= What is being asked =
Please filter the entries for the word "QLearningConfig" and copy every line that has it.

(Collected data)
//! Episode runner - one full encode, select, step, shape, record loop

use std::collections::VecDeque;

use rand::Rng;

use crate::error::Result;
use crate::infra::Vec2;

use super::arena::{Arena, TrainingRange};
use super::curriculum::{DifficultyConfig, PerformanceSnapshot};
use super::encoder::StateEncoder;
use super::experience::{Experience, ExperienceSink};
use super::reward::{RewardShaper, StepDelta};
use super::value::{QLearningConfig, ValueApproximator};

/// Steps over which player displacement is measured for the stationary penalty
pub const STATIONARY_WINDOW: usize = 30;

/// Everything one learner needs to play and learn in its range
#[derive(Debug, Clone)]
pub struct Learner {
    pub range: TrainingRange,
    pub encoder: StateEncoder,
    pub shaper: RewardShaper,
    pub model: ValueApproximator,
}

impl Learner {
    /// Fresh learner using the range's presets
    pub fn new(range: TrainingRange, config: QLearningConfig, rng: &mut impl Rng) -> Self {
        let encoder = StateEncoder::new(range.encoder_config());
        let model = ValueApproximator::new(
            encoder.state_size(),
            range.action_space().size(),
            config,
            rng,
        );
        Self::with_model(range, model)
    }

    pub fn with_model(range: TrainingRange, model: ValueApproximator) -> Self {
        Self {
            range,
            encoder: StateEncoder::new(range.encoder_config()),
            shaper: range.reward_shaper(),
            model,
        }
    }
}

#[derive(Debug, Clone, PartialEq)]
pub struct EpisodeOutcome {
    pub total_reward: f32,
    pub steps: usize,
    /// Mean squared TD error of the end-of-episode training pass
    pub loss: f32,
    pub performance: PerformanceSnapshot,
    /// Ended because every enemy was destroyed
    pub cleared: bool,
}

impl EpisodeOutcome {
    pub fn survived(&self) -> bool {
        !self.performance.game_over
    }

    pub fn is_perfect(&self) -> bool {
        self.performance.is_perfect()
    }
}

/// Player displacement between the oldest and newest position of a sliding window
#[derive(Debug, Clone)]
pub(crate) struct DisplacementWindow {
    positions: VecDeque<Vec2>,
    size: usize,
}

impl DisplacementWindow {
    pub(crate) fn new(size: usize) -> Self {
        Self {
            positions: VecDeque::with_capacity(size + 1),
            size,
        }
    }

    pub(crate) fn is_empty(&self) -> bool {
        self.positions.is_empty()
    }

    pub(crate) fn clear(&mut self) {
        self.positions.clear();
    }

    pub(crate) fn push(&mut self, position: Vec2) -> Option<f32> {
        self.positions.push_back(position);
        if self.positions.len() > self.size {
            self.positions.pop_front();
        }
        if self.positions.len() < self.size {
            return None;
        }
        match (self.positions.front(), self.positions.back()) {
            (Some(first), Some(last)) => Some(first.distance(last)),
            _ => None,
        }
    }
}

/// Play one episode against `arena`, feed every experience to `sink`, then train on the episode.
///
/// Training happens once the episode is over: the approximator sees the episode in
/// `batch_size` chunks followed by `replay_batches` batches sampled from the sink's
/// replay buffer, the total reward goes into the learning-rate adaptation and epsilon
/// decays one notch.
pub fn run_episode(
    learner: &mut Learner,
    arena: &mut Arena,
    difficulty: DifficultyConfig,
    max_steps: usize,
    rng: &mut impl Rng,
    sink: &mut dyn ExperienceSink,
) -> Result<EpisodeOutcome> {
    let mut snapshot = arena.reset(difficulty, learner.range, rng);
    let mut state = learner.encoder.encode(&snapshot);
    let mut window = DisplacementWindow::new(STATIONARY_WINDOW);
    window.push(snapshot.player.position);

    let mut experiences = Vec::with_capacity(max_steps);
    let mut performance = PerformanceSnapshot {
        max_steps,
        max_lives: snapshot.player.max_lives,
        ..PerformanceSnapshot::default()
    };
    let mut total_reward = 0.0;
    let mut steps = 0;
    let mut cleared = false;

    while steps < max_steps {
        let action = learner.model.select_action(&state, rng)?;
        let result = arena.step(&snapshot, action, rng)?;
        steps += 1;

        let done = result.is_terminal() || steps >= max_steps;
        let events = result.events;
        let delta = StepDelta {
            enemies_destroyed: events.enemies_destroyed,
            projectiles_intercepted: events.projectiles_intercepted,
            health_lost: events.health_lost,
            window_displacement: window.push(result.snapshot.player.position),
            episode_ended: done,
        };
        let reward = learner.shaper.shape(&delta, &result.snapshot);
        let next_state = learner.encoder.encode(&result.snapshot);

        let experience = Experience::new(
            state,
            action,
            reward,
            next_state.clone(),
            done,
            1.0 - learner.model.epsilon(),
        );
        sink.record(experience.clone());
        experiences.push(experience);

        total_reward += reward;
        performance.enemies_destroyed += events.enemies_destroyed;
        performance.projectiles_intercepted += events.projectiles_intercepted;
        performance.shots_fired += events.shots_fired;
        performance.shots_hit += events.shots_hit;
        performance.lives_lost += events.health_lost;

        cleared = result.cleared();
        snapshot = result.snapshot;
        state = next_state;
        if done {
            break;
        }
    }
    sink.finish_episode();

    performance.game_over = snapshot.game_over;
    // An early clear counts as surviving the whole episode
    performance.steps_survived = if cleared && !snapshot.game_over {
        max_steps
    } else {
        steps
    };

    let batch_size = learner.model.config().batch_size.max(1);
    let mut loss_sum = 0.0;
    let mut batches = 0;
    for batch in experiences.chunks(batch_size) {
        loss_sum += learner.model.train_batch(batch)?;
        batches += 1;
    }
    for _ in 0..learner.model.config().replay_batches {
        let replay = sink.sample_replay(&mut *rng, batch_size);
        if replay.is_empty() {
            break;
        }
        loss_sum += learner.model.train_batch(&replay)?;
        batches += 1;
    }
    let loss = if batches > 0 {
        loss_sum / batches as f32
    } else {
        0.0
    };
    learner.model.record_episode(total_reward);

    Ok(EpisodeOutcome {
        total_reward,
        steps,
        loss,
        performance,
        cleared,
    })
}

#[cfg(test)]
mod tests {
    use super::*;
    use crate::rl::experience::{DiscardSink, ExperienceStore, StoreConfig};
    use rand::SeedableRng;
    use rand::rngs::StdRng;

    #[test]
    fn test_episode_records_every_step() {
        let mut rng = StdRng::seed_from_u64(42);
        let mut learner =
            Learner::new(TrainingRange::Movement, QLearningConfig::default(), &mut rng);
        let mut arena = Arena::default();
        let mut store = ExperienceStore::with_session_id(StoreConfig::default(), "test");

        let outcome = run_episode(
            &mut learner,
            &mut arena,
            DifficultyConfig::default(),
            60,
            &mut rng,
            &mut store,
        )
        .unwrap();

        assert!(outcome.steps >= 1 && outcome.steps <= 60);
        assert_eq!(store.experiences_recorded(), outcome.steps);
        assert_eq!(store.episodes_completed(), 1);
        assert_eq!(store.current_len(), 0);
        assert_eq!(outcome.performance.max_steps, 60);
        assert!(outcome.loss >= 0.0);

        let replayed = 2 * outcome.steps.min(32);
        assert_eq!(
            learner.model.totals().experiences_processed as usize,
            outcome.steps + replayed
        );
    }

    #[test]
    fn test_replay_needs_a_replaying_sink() {
        let mut rng = StdRng::seed_from_u64(8);
        let config = QLearningConfig {
            replay_batches: 3,
            ..QLearningConfig::default()
        };
        let mut learner = Learner::new(TrainingRange::Movement, config, &mut rng);

        let outcome = run_episode(
            &mut learner,
            &mut Arena::default(),
            DifficultyConfig::default(),
            50,
            &mut rng,
            &mut DiscardSink,
        )
        .unwrap();

        assert_eq!(
            learner.model.totals().experiences_processed as usize,
            outcome.steps
        );
    }

    #[test]
    fn test_episode_trains_and_decays_epsilon() {
        let mut rng = StdRng::seed_from_u64(1);
        let mut learner =
            Learner::new(TrainingRange::Shooting, QLearningConfig::default(), &mut rng);
        let before = learner.model.weights().to_vec();
        let epsilon = learner.model.epsilon();

        run_episode(
            &mut learner,
            &mut Arena::default(),
            DifficultyConfig::default(),
            40,
            &mut rng,
            &mut DiscardSink,
        )
        .unwrap();

        assert!(learner.model.epsilon() < epsilon);
        assert_ne!(learner.model.weights(), before.as_slice());
        assert_eq!(learner.model.totals().episodes_processed, 1);
    }

    #[test]
    fn test_zero_steps_is_a_no_op_episode() {
        let mut rng = StdRng::seed_from_u64(3);
        let mut learner = Learner::new(TrainingRange::Patrol, QLearningConfig::default(), &mut rng);
        let outcome = run_episode(
            &mut learner,
            &mut Arena::default(),
            DifficultyConfig::default(),
            0,
            &mut rng,
            &mut DiscardSink,
        )
        .unwrap();

        assert_eq!(outcome.steps, 0);
        assert_eq!(outcome.loss, 0.0);
        assert_eq!(outcome.total_reward, 0.0);
    }

    #[test]
    fn test_displacement_window_waits_until_full() {
        let mut window = DisplacementWindow::new(3);
        assert_eq!(window.push(Vec2::new(0.0, 0.0)), None);
        assert_eq!(window.push(Vec2::new(1.0, 0.0)), None);
        assert_eq!(window.push(Vec2::new(2.0, 0.0)), Some(2.0));
        assert_eq!(window.push(Vec2::new(2.0, 0.0)), Some(1.0));
    }
}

= Result =
use super::value::{QLearningConfig, ValueApproximator};
    pub fn new(range: TrainingRange, config: QLearningConfig, rng: &mut impl Rng) -> Self {
            Learner::new(TrainingRange::Movement, QLearningConfig::default(), &mut rng);
        let config = QLearningConfig {
            ..QLearningConfig::default()
            Learner::new(TrainingRange::Shooting, QLearningConfig::default(), &mut rng);
        let mut learner = Learner::new(TrainingRange::Patrol, QLearningConfig::default(), &mut rng);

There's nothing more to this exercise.